Only one span of the listing below should come back. It runs from the line with "let chunks = Layout::default()" through the line with "const MIN_POPUP_HEIGHT: u16 = 12;", and each of its lines must be reproduced exactly.

◆ ◆ ◆ ◆ ◆ ◆ ◆

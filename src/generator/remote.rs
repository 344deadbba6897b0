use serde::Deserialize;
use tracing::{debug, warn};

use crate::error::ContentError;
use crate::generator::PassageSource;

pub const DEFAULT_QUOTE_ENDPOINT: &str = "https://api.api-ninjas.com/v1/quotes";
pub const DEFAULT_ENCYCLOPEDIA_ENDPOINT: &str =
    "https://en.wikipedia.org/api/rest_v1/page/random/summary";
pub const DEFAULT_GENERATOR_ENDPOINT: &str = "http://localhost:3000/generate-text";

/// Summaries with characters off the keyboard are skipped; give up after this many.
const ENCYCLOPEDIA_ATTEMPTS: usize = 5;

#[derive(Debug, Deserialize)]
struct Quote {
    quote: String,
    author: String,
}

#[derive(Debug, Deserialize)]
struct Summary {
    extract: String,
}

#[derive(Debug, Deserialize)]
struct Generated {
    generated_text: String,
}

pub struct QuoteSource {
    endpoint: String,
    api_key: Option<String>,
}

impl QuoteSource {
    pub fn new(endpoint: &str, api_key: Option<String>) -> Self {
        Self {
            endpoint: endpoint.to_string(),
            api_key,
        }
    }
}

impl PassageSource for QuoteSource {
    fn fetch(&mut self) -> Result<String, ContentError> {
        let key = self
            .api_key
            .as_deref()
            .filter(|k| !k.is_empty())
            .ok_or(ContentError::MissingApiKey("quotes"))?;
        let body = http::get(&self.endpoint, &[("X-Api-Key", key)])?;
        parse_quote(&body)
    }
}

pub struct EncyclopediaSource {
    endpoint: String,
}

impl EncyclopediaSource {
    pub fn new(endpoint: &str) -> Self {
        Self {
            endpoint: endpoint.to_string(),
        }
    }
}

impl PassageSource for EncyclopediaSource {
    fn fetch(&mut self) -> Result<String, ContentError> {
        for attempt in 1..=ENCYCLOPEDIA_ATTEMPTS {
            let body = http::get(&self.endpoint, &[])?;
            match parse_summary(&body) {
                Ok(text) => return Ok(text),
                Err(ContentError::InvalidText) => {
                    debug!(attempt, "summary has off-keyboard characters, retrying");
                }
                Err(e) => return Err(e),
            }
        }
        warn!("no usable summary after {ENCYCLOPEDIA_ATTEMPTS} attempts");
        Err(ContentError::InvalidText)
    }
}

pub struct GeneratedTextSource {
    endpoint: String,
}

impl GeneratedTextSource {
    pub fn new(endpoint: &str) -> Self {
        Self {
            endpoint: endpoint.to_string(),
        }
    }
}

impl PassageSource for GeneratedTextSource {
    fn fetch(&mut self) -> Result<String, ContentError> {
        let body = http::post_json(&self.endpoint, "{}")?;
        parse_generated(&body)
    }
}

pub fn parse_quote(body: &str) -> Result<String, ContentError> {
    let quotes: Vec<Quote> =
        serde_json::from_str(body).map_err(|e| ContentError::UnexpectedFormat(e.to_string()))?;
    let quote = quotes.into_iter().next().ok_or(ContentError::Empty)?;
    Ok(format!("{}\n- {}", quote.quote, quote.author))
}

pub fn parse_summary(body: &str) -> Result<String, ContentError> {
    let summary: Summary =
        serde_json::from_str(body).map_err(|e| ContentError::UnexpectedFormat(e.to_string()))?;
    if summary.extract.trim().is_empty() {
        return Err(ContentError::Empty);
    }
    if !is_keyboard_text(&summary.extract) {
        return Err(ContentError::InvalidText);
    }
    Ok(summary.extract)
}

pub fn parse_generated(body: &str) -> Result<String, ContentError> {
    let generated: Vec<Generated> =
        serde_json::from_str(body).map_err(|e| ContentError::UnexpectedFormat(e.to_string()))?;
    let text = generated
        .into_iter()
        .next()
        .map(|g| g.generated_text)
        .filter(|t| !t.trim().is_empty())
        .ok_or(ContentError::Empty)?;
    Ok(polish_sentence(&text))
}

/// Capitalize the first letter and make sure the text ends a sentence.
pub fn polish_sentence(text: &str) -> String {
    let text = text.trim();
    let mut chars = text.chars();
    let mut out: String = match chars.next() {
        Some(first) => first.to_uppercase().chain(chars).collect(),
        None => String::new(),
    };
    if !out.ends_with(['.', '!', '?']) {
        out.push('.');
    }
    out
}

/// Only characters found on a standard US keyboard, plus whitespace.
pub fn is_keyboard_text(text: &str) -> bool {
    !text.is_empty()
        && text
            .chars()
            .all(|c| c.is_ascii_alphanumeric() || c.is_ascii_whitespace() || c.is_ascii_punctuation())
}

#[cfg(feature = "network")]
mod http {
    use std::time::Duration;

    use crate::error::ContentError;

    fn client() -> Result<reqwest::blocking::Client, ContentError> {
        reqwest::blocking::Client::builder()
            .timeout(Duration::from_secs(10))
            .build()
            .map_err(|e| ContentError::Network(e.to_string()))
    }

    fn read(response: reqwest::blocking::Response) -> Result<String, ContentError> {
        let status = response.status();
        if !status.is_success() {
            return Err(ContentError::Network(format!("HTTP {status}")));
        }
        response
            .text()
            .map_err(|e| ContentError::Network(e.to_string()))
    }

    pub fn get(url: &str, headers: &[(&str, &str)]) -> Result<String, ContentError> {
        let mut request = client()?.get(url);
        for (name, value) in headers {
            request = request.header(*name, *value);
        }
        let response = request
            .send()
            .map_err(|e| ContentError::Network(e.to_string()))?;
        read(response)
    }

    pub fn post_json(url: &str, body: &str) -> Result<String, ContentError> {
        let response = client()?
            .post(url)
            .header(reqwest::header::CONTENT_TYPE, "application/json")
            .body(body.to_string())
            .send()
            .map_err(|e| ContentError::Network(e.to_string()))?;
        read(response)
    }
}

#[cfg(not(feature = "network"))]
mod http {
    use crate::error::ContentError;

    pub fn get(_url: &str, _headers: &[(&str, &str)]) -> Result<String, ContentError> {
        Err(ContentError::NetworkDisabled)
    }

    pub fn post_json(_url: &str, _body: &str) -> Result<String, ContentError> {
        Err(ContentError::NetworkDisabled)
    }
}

◆ ◆ ◆ ◆ ◆ ◆ ◆

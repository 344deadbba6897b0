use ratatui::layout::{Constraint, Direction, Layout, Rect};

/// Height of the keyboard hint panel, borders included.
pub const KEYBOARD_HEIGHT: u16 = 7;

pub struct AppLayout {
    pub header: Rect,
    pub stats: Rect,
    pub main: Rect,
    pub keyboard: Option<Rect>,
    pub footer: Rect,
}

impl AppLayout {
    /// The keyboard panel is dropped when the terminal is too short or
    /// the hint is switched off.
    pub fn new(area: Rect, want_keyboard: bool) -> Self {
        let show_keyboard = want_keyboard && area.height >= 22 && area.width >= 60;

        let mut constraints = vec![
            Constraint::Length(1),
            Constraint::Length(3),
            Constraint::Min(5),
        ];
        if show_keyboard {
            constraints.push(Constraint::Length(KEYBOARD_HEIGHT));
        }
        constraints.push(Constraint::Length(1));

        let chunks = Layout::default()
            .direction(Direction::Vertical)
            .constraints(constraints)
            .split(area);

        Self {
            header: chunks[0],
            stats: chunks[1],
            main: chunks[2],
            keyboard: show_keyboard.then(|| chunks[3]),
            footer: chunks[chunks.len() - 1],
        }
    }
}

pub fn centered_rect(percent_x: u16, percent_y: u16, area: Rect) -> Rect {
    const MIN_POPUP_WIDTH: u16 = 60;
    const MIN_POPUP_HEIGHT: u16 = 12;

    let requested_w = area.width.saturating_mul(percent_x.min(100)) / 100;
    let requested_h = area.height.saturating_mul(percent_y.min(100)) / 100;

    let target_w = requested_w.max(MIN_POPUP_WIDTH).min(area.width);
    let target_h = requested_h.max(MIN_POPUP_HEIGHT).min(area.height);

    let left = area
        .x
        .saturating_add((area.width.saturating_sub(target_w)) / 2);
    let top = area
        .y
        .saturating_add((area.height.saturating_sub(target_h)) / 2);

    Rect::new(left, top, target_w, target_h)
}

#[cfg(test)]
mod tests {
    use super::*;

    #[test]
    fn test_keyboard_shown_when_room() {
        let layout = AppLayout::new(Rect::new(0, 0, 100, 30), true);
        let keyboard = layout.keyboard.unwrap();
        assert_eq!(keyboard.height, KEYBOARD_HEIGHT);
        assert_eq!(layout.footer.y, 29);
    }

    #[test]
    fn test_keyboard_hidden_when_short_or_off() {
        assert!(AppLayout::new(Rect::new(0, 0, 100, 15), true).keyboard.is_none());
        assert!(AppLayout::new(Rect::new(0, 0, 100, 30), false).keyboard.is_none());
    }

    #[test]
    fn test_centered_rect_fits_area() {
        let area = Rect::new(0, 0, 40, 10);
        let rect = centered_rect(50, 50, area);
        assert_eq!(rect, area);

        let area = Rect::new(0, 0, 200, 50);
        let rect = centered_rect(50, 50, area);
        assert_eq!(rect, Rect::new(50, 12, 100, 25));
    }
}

◆ ◆ ◆ ◆ ◆ ◆ ◆

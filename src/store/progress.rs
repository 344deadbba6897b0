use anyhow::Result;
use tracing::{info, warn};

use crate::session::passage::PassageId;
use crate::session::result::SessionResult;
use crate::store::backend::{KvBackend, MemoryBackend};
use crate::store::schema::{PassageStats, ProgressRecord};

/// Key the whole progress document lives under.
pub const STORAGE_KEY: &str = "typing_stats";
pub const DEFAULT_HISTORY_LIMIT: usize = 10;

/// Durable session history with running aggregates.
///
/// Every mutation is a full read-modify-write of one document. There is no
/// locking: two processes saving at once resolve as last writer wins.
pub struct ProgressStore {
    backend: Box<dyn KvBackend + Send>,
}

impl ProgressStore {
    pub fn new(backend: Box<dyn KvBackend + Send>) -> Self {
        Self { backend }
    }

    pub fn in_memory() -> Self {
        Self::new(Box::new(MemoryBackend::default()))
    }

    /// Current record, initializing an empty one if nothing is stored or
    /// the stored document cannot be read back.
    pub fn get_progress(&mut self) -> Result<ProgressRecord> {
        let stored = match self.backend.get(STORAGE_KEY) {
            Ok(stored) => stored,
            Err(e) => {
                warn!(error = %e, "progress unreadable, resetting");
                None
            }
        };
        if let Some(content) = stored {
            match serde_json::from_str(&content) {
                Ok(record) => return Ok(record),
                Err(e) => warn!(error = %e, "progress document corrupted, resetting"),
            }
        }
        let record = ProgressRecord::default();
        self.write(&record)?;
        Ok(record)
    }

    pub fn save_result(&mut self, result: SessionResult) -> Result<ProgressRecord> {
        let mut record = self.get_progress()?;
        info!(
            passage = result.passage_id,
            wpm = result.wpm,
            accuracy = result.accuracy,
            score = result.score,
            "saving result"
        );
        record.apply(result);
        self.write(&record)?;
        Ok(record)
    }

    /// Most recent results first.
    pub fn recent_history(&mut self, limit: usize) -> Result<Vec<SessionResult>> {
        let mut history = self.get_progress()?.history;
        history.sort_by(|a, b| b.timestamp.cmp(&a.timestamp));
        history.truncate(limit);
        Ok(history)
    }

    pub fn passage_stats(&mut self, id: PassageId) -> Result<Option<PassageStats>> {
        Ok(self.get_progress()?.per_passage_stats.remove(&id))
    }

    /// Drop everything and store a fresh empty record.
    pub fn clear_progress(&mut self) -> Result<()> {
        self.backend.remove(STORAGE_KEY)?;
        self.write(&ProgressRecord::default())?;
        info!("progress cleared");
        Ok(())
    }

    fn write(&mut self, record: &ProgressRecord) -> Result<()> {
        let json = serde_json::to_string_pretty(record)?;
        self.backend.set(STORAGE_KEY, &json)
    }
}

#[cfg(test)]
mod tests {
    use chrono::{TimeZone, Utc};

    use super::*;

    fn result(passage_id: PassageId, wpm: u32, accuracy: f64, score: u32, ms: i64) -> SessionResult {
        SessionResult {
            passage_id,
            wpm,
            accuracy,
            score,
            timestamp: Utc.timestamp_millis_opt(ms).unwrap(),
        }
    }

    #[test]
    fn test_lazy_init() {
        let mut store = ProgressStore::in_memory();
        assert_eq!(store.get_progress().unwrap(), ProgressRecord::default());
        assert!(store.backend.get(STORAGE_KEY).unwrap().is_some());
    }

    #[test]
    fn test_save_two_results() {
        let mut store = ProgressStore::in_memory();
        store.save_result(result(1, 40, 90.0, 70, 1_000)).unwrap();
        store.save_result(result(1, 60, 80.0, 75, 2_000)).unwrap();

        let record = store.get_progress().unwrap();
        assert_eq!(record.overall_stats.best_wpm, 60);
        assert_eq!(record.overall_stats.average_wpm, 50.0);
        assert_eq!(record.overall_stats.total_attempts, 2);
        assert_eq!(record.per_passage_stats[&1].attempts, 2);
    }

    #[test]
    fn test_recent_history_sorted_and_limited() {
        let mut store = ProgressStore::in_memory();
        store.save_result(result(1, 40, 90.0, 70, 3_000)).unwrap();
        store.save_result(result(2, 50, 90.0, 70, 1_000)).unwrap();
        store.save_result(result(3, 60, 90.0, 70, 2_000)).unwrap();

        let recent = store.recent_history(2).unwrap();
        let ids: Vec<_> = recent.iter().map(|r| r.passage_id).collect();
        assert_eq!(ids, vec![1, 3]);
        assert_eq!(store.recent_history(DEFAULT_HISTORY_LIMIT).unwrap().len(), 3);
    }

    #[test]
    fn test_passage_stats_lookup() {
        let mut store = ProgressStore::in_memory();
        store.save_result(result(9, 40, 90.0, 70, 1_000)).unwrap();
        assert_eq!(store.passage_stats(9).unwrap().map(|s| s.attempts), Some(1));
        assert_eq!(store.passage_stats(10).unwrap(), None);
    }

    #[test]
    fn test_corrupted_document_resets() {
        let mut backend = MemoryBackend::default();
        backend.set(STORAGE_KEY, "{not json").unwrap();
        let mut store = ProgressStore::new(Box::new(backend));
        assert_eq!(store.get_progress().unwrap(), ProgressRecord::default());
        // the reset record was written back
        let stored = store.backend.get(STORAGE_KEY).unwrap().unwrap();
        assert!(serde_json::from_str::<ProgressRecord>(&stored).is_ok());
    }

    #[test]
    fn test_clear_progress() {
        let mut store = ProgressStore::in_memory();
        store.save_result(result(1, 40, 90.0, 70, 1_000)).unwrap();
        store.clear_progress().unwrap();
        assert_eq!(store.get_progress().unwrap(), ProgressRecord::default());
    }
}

◆ ◆ ◆ ◆ ◆ ◆ ◆

→ Task output:
        let chunks = Layout::default()
            .direction(Direction::Vertical)
            .constraints(constraints)
            .split(area);

        Self {
            header: chunks[0],
            stats: chunks[1],
            main: chunks[2],
            keyboard: show_keyboard.then(|| chunks[3]),
            footer: chunks[chunks.len() - 1],
        }
    }
}

pub fn centered_rect(percent_x: u16, percent_y: u16, area: Rect) -> Rect {
    const MIN_POPUP_WIDTH: u16 = 60;
    const MIN_POPUP_HEIGHT: u16 = 12;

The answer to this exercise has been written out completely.